Revista Mercurio #230 «Mitológicas» + PDF
Desde los albores de nuestra existencia, la humanidad ha vivido con una certeza incómoda: nunca lo sabremos todo. Los grandes vacíos sobre el origen, el propósito y el destino —esas preguntas esenciales que nos susurran al oído mientras miramos al cielo o al abismo— han sido la chispa que ha encendido el relato, el mito. Donde la ciencia titubea o no llega, ahí entra la imaginación, que con palabras y símbolos crea mundos enteros. ¿Qué es esto, sino resiliencia?
Los mitos son mucho más que historias que nos contamos para dormir mejor por la noche.

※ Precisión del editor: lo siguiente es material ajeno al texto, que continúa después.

/// Every canonical option with its deprecated aliases.
pub const OPTION_SPECS: &[OptionSpec] = &[
    OptionSpec {
        option: OptionName::Connection,
        deprecated: &[
            Alias {
                section: "DEFAULT",
                key: "sql_connection",
            },
            Alias {
                section: "DATABASE",
                key: "sql_connection",
            },
            Alias {
                section: "sql",
                key: "connection",
            },
        ],
    },
    OptionSpec {
        option: OptionName::SlaveConnection,
        deprecated: &[],
    },
    OptionSpec {
        option: OptionName::MinPoolSize,
        deprecated: &[
            Alias {
                section: "DEFAULT",
                key: "sql_min_pool_size",
            },
            Alias {
                section: "DATABASE",
                key: "sql_min_pool_size",
            },
        ],
    },
    OptionSpec {
        option: OptionName::MaxPoolSize,
        deprecated: &[
            Alias {
                section: "DEFAULT",
                key: "sql_max_pool_size",
            },
            Alias {
                section: "DATABASE",
                key: "sql_max_pool_size",
            },
        ],
    },
    OptionSpec {
        option: OptionName::MaxOverflow,
        deprecated: &[
            Alias {
                section: "DEFAULT",
                key: "sql_max_overflow",
            },
            Alias {
                section: "DATABASE",
                key: "sqlalchemy_max_overflow",
            },
        ],
    },
    OptionSpec {
        option: OptionName::MaxRetries,
        deprecated: &[
            Alias {
                section: "DEFAULT",
                key: "sql_max_retries",
            },
            Alias {
                section: "DATABASE",
                key: "sql_max_retries",
            },
        ],
    },
    OptionSpec {
        option: OptionName::RetryInterval,
        deprecated: &[
            Alias {
                section: "DEFAULT",
                key: "sql_retry_interval",
            },
            Alias {
                section: "DATABASE",
                key: "reconnect_interval",
            },
        ],
    },
    OptionSpec {
        option: OptionName::PoolTimeout,
        deprecated: &[Alias {
            section: "DATABASE",
            key: "sqlalchemy_pool_timeout",
        }],
    },
    OptionSpec {
        option: OptionName::IdleTimeout,
        deprecated: &[
            Alias {
                section: "DEFAULT",
                key: "sql_idle_timeout",
            },
            Alias {
                section: "DATABASE",
                key: "sql_idle_timeout",
            },
            Alias {
                section: "sql",
                key: "idle_timeout",
            },
        ],
    },
    OptionSpec {
        option: OptionName::ConnectionDebug,
        deprecated: &[Alias {
            section: "DEFAULT",
            key: "sql_connection_debug",
        }],
    },
    OptionSpec {
        option: OptionName::ConnectionTrace,
        deprecated: &[Alias {
            section: "DEFAULT",
            key: "sql_connection_trace",
        }],
    },
    OptionSpec {
        option: OptionName::MysqlTraditionalMode,
        deprecated: &[],
    },
    OptionSpec {
        option: OptionName::SqliteSynchronous,
        deprecated: &[],
    },
    OptionSpec {
        option: OptionName::SqliteFk,
        deprecated: &[],
    },
];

Son monumentos a nuestra capacidad de adaptación, herramientas evolutivas para estructurar el caos. Desde el Enuma Elish babilónico hasta los ciclos artúricos, pasando por las épicas homéricas o las cosmogonías precolombinas, hemos convertido el universo en narrativa. En un mundo dominado por datos y algoritmos, ¿lo que antes se llamaba mito no se llamará ahora storytelling? Seguimos recurriendo a la invención de historias para encontrar sentido. Solo que ahora los héroes no siempre empuñan espadas: a veces, son programadores.
Vivimos un tiempo que parece el epílogo de una era y el prólogo de otra. La mitología clásica tenía a Zeus y Apolo; la nuestra, parece tener nombres más asépticos o, para muchos de nosotros, vacíos de significado: Inteligencia Artificial, algoritmos, redes neuronales, etc. ¿Acaso estamos asistiendo al nacimiento de una nueva cosmogonía? Pensemos en ello: la tecnología ya nos promete omnipotencia (qué hay más divino que crear vida en un laboratorio) y omnisciencia (gracias al big data). Nos desvela, pero también nos aterra. Tal vez tememos no tanto a lo que puede hacer, sino a lo que podemos perder: el control. Porque esta vez hemos traspasado los límites, y el miedo es el precio que pagamos; hemos creado algo capaz de crear.
Hemos pasado del fuego robado por Prometeo a una llama más abstracta: la chispa de lo artificial, la ilusión de lo ilimitado. ¿Cuál será su Olimpo? No será el monte sagrado de los dioses griegos, pero sí un espacio etéreo lleno de servidores, bases de datos y chips. ¿Y quién será su narrador? Quizás nosotros mismos, con una voz cambiante, unas veces con temor, otras con admiración o, incluso, cinismo. Después de todo, ya lo hemos visto antes: Mary Shelley hizo lo propio con Frankenstein, cuando el mito de la creación encontró un rostro humano y monstruoso al mismo tiempo.
Pero esta nueva mitología no surge solo de lo técnico. Surge de lo humano. Nuestra necesidad de crear dioses —ya sea en las estrellas, en el metal o en el código binario— responde al mismo impulso que llevó a los antiguos a esculpir a Atenea o inventar el Ragnarok. Nos aterra el vacío, y por eso lo llenamos con relatos. Cada nueva era de la humanidad ha traído consigo nuevos mitos que se adaptan a los miedos y las esperanzas del momento. Y la nuestra, tan conectada y tan desconectada a la vez, no será la excepción.
Un nuevo mito ha comenzado a escribirse. Su discurso ya está entre nosotros. Estamos escribiéndolo, codificándolo, temiéndolo y adorándolo. Solo falta fijar el año cero. Aunque… ¿y si ya hubiera empezado?